- Kevin Seifert, NFL Nation
- 0 Shares
A team-by-team look at the most underrated players in the division.
Matt Forte, tailback: You have to wonder how many people outside the NFC North realize that in his first three NFL seasons Forte has accumulated nearly 5,000 combined rushing and receiving yards. Forte's quiet personality and smooth style tend to deflect attention rather than attract it, but the fact remains he has been one of the NFL's most productive running backs over the past three seasons. In fact, he is one of six NFL players to record at least 3,000 rushing yards and 1,000 receiving yards since 2008. The other names on that list -- Frank Gore, Steven Jackson, Chris Johnson, Maurice Jones-Drew and Ray Rice -- tell you what kind of company Forte should be considered in.
Cliff Avril, defensive end: It's hard to go a minute without hearing about the Lions' now-vaunted defensive line.
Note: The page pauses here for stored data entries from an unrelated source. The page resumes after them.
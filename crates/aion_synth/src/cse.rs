//! Common subexpression elimination (CSE) optimization pass.
//!
//! Identifies cells with identical kinds and identical input signals,
//! then merges their outputs so that only one copy is retained.

use crate::netlist::Netlist;
use crate::optimize::OptPass;
use aion_diagnostics::DiagnosticSink;
use aion_ir::{CellId, CellKind, PortDirection, SignalId, SignalRef};
use std::collections::HashMap;

/// Common subexpression elimination pass.
pub(crate) struct CsePass;

impl OptPass for CsePass {
    fn run(&self, netlist: &mut Netlist, _sink: &DiagnosticSink) -> bool {
        let mut changed = false;

        // Build a map of (cell_kind_key, sorted_input_signals) → first cell_id
        let mut seen: HashMap<CseKey, CellId> = HashMap::new();

        let cell_ids: Vec<CellId> = netlist
            .cells
            .iter()
            .filter(|(id, _)| !netlist.is_dead(*id))
            .map(|(id, _)| id)
            .collect();

        for cell_id in cell_ids {
            if netlist.is_dead(cell_id) {
                continue;
            }
            let cell = netlist.cells.get(cell_id);

            // Skip cells that can't be deduplicated
            if !is_pure_cell(&cell.kind) {
                continue;
            }

            let key = make_cse_key(&cell.kind, &cell.connections);

            if let Some(&existing_id) = seen.get(&key) {
                // Found a duplicate — redirect the duplicate's output to the existing cell's output
                // Get the existing cell's output signal
                let existing_output = get_output_signal(netlist, existing_id);
                let dup_output = get_output_signal(netlist, cell_id);

                if let (Some(existing_sig), Some(dup_sig)) = (existing_output, dup_output) {
                    if existing_sig != dup_sig {
                        // Redirect: replace all uses of dup_sig with existing_sig
                        redirect_signal(netlist, dup_sig, existing_sig);
                        netlist.remove_cell(cell_id);
                        changed = true;
                    }
                }
            } else {
                seen.insert(key, cell_id);
            }
        }

        changed
    }
}

/// A key for identifying identical cells.
#[derive(Hash, PartialEq, Eq, Clone, Debug)]
struct CseKey {
    kind_tag: String,
    inputs: Vec<SignalId>,
}

/// Creates a CSE key from a cell's kind and connections.
fn make_cse_key(kind: &CellKind, connections: &[aion_ir::Connection]) -> CseKey {
    let kind_tag = format!("{kind:?}");
    let mut inputs: Vec<SignalId> = connections
        .iter()
        .filter(|c| c.direction == PortDirection::Input)
        .filter_map(|c| match &c.signal {
            SignalRef::Signal(id) => Some(*id),
            _ => None,
        })
        .collect();
    // Sort for commutative operations (AND, OR, XOR, ADD, MUL, EQ)
    if is_commutative(kind) {
        inputs.sort_by_key(|id| id.as_raw());
    }
    CseKey { kind_tag, inputs }
}

/// Returns true if the cell kind is a pure function (no side effects, deterministic).
fn is_pure_cell(kind: &CellKind) -> bool {
    matches!(
        kind,
        CellKind::And { .. }
            | CellKind::Or { .. }
            | CellKind::Xor { .. }
            | CellKind::Not { .. }
            | CellKind::Add { .. }
            | CellKind::Sub { .. }
            | CellKind::Mul { .. }
            | CellKind::Shl { .. }
            | CellKind::Shr { .. }
            | CellKind::Eq { .. }
            | CellKind::Lt { .. }
            | CellKind::Mux { .. }
            | CellKind::Const { .. }
            | CellKind::Concat
            | CellKind::Slice { .. }
    )
}

/// Returns true if the operation is commutative (input order doesn't matter).
fn is_commutative(kind: &CellKind) -> bool {
    matches!(
        kind,
        CellKind::And { .. }
            | CellKind::Or { .. }
            | CellKind::Xor { .. }
            | CellKind::Add { .. }
            | CellKind::Mul { .. }
            | CellKind::Eq { .. }
    )
}

/// Gets the output signal of a cell.
fn get_output_signal(netlist: &Netlist, cell_id: CellId) -> Option<SignalId> {
    let cell = netlist.cells.get(cell_id);
    for conn in &cell.connections {
        if conn.direction == PortDirection::Output {
            if let SignalRef::Signal(id) = conn.signal {
                return Some(id);
            }
        }
    }
    None
}

/// Redirects all uses of `old_sig` to `new_sig` in all cell input connections.
fn redirect_signal(netlist: &mut Netlist, old_sig: SignalId, new_sig: SignalId) {
    let cell_ids: Vec<CellId> = netlist
        .cells
        .iter()
        .filter(|(id, _)| !netlist.is_dead(*id))
        .map(|(id, _)| id)
        .collect();

    for cell_id in cell_ids {
        let cell = netlist.cells.get_mut(cell_id);
        for conn in &mut cell.connections {
            if conn.direction == PortDirection::Input || conn.direction == PortDirection::InOut {
                replace_signal_in_ref(&mut conn.signal, old_sig, new_sig);
            }
        }
    }
}

/// Replaces occurrences of `old` with `new` in a signal reference.
fn replace_signal_in_ref(sr: &mut SignalRef, old: SignalId, new: SignalId) {
    match sr {
        SignalRef::Signal(id) => {
            if *id == old {
                *id = new;
            }
        }
        SignalRef::Slice { signal, .. } => {
            if *signal == old {
                *signal = new;
            }
        }
        SignalRef::Concat(refs) => {
            for r in refs {
                replace_signal_in_ref(r, old, new);
            }
        }
        SignalRef::Const(_) => {}
    }
}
The discussion starts with All-Pro defensive tackle Ndamukong Suh, continues with new partner Nick Fairley, then shifts over to veterans Corey Williams and Kyle Vanden Bosch. If he's lucky, someone will mention Avril, who has more sacks over the past three seasons than any of them. (Granted, he has a two-year head start on Suh and three on Fairley, but you get the point.) Avril has recorded 19 sacks in 41 games since joining the Lions in 2008, one of 29 NFL players to do so over that stretch.
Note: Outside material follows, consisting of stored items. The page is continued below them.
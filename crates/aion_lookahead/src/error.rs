//! Error types for lookahead construction, queries, and persistence.

use crate::ids::NodeId;

/// Errors that can occur while building or querying the routing-cost lookahead.
///
/// These are hard errors: the caller does not retry, and the core does not
/// attempt recovery. Per-segment "no sources found" is deliberately *not*
/// an error — it is a warning emitted through the [`aion_diagnostics`]
/// sink, since a sparse or all-extrapolated grid for one segment is a
/// usable (if degraded) result.
#[derive(Debug, thiserror::Error)]
pub enum LookaheadError {
    /// A start or query node has no canonical location in the
    /// connection-box database.
    #[error("no canonical location for node {0}")]
    MissingCanonicalLocation(NodeId),

    /// An IPIN node has no connection box.
    #[error("no connection box for ipin {0}")]
    MissingConnectionBox(NodeId),

    /// A `find_cost` query named a segment index with no cost map entry.
    #[error("segment {0} has no cost map (was compute() run?)")]
    UnknownSegment(u32),

    /// The persisted container's version tag does not match this build.
    #[error("lookahead file version mismatch: found {found}, expected {expected}")]
    VersionMismatch {
        /// Version tag found in the file.
        found: u32,
        /// Version tag this build expects.
        expected: u32,
    },

    /// The persisted container was truncated or had an inconsistent length
    /// prefix.
    #[error("malformed lookahead file: {0}")]
    MalformedFile(String),

    /// An I/O error occurred while reading or writing the persisted file.
    #[error("lookahead I/O error: {0}")]
    Io(#[from] std::io::Error),

    /// The persisted binary payload failed to decode.
    #[error("lookahead decode error: {0}")]
    Decode(String),

    /// The persisted binary payload failed to encode.
    #[error("lookahead encode error: {0}")]
    Encode(String),
}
Josh Sitton, guard: Packers veteran Chad Clifton was named to the 2010 Pro Bowl team, but most football people will tell you Sitton long has been the team's best offensive lineman. He hasn't missed a snap since the start of the 2009 season, the only Packers player on offense or defense to accomplish that feat. Sitton is without question the Packers' most powerful run-blocker, helping the Packers average 4.48 yards per carry up the middle in 2010, according to NFL statistics. He has elevated his pass-blocking to a near-equal status. Recognition outside of Green Bay has been fleeting, but he was a Pro Bowl alternate in 2010 and was named the league's best offensive lineman by NFL Alumni.
Ben Leber, linebacker: Some players stand out as superstars. Others fill in behind. Leber falls into the latter category, and that is by no means an insult. In five seasons with the Vikings, Leber displayed a deep, if not spectacular, skill set that is critical to any good team defense. He called defensive signals when middle linebacker E.J. Henderson was injured. He finished 2007 with five sacks, had seven pass breakups in 2008 and led the NFL with four fumble recoveries in '08 -- all while playing 79 of a possible 80 regular-season games. Leber might depart via free agency, but close observers know how good he is.